Why People Think Cell Phones Cause Cancer

Images: Shutterstock (1, 2) Siddhartha Mukherjee deftly tells you everything you need to know about the current state of knowledge of the risks to human health from use of cellular phones. Mukherjee, a doctor and professor of medicine at Columbia, does so in a few thousand words in the New York Times without dismissing concerns, and while explaining why this issue is so fraught with interpretation bias and confusion. Mukherjee's key points are well understood in epidemiological circles, and typically misstated in the mainstream press. They are: • Rates of cancer types expected to be associated with long-term mobile phone use have declined in America during the rise of cell calling. • The low incidence of such expected cancers in the general population makes it nearly impossible to conduct prospective longitudinal studies: find a large cohort of people with no disease and follow them for 5, 10, or 20 years to see in which groups normal and abnormal rates occur. • Retrospective studies that ask people to remember past usage of cell phones are deeply flawed due to recall bias. • Cellular tests examining DNA after exposure to phone emissions were found in a meta-review of papers and research to have no provable link. (Mukherjee also explains that the recently reported "cell phones make your brain light up" study showed unexplained brain activity when a silent cell phone was active in areas adjacent to the phone, which was near one or the other of a subject's ears.
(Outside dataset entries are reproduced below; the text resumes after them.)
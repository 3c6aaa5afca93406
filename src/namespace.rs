//! Namespace Resolution
//!
//! Prefix-to-URI mapping for one configuration scope. Unlike the per-depth
//! scoping a parser needs, a configuration map is flat and immutable once the
//! owning resource configuration is built; sharing happens through `Arc`.

use std::collections::HashMap;

/// Prefix -> URI table for selector compilation
#[derive(Debug, Default, Clone)]
pub struct NamespaceMap {
    bindings: HashMap<String, String>,
}

impl NamespaceMap {
    /// Create an empty map
    pub fn new() -> Self {
        NamespaceMap {
            bindings: HashMap::new(),
        }
    }

    /// Build a map from (prefix, uri) pairs; a repeated prefix keeps the
    /// last declaration
    pub fn from_pairs(pairs: &[(&str, &str)]) -> Self {
        let mut map = NamespaceMap::new();
        for (prefix, uri) in pairs {
            map.declare(*prefix, *uri);
        }
        map
    }

    /// Declare a prefix binding
    pub fn declare(&mut self, prefix: impl Into<String>, uri: impl Into<String>) {
        self.bindings.insert(prefix.into(), uri.into());
    }

    /// Resolve a prefix to its namespace URI
    pub fn resolve(&self, prefix: &str) -> Option<&str> {
        self.bindings.get(prefix).map(String::as_str)
    }

    pub fn len(&self) -> usize {
        self.bindings.len()
    }

    pub fn is_empty(&self) -> bool {
        self.bindings.is_empty()
    }

    /// Stable identity string for cache keying
    pub(crate) fn fingerprint(&self) -> String {
        let mut pairs: Vec<(&str, &str)> = self
            .bindings
            .iter()
            .map(|(p, u)| (p.as_str(), u.as_str()))
            .collect();
        pairs.sort_unstable();

        let mut out = String::new();
        for (prefix, uri) in pairs {
            out.push_str(prefix);
            out.push('=');
            out.push_str(uri);
            out.push(';');
        }
        out
    }
}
However, the brain activity wasn't harmful--it was similar to activity from other routine activities--just inexplicable. And the study only involved under 50 people.) I've been reading cell-phone and RF exposure studies for a decade, starting at a point where I was convinced that the industry must have known of a link and was trying to hide it. Who trusts multi-billion-dollar corporations with everything to lose, where executives might even be sent to prison as a result? Of course, they might hide evidence or fund fake studies....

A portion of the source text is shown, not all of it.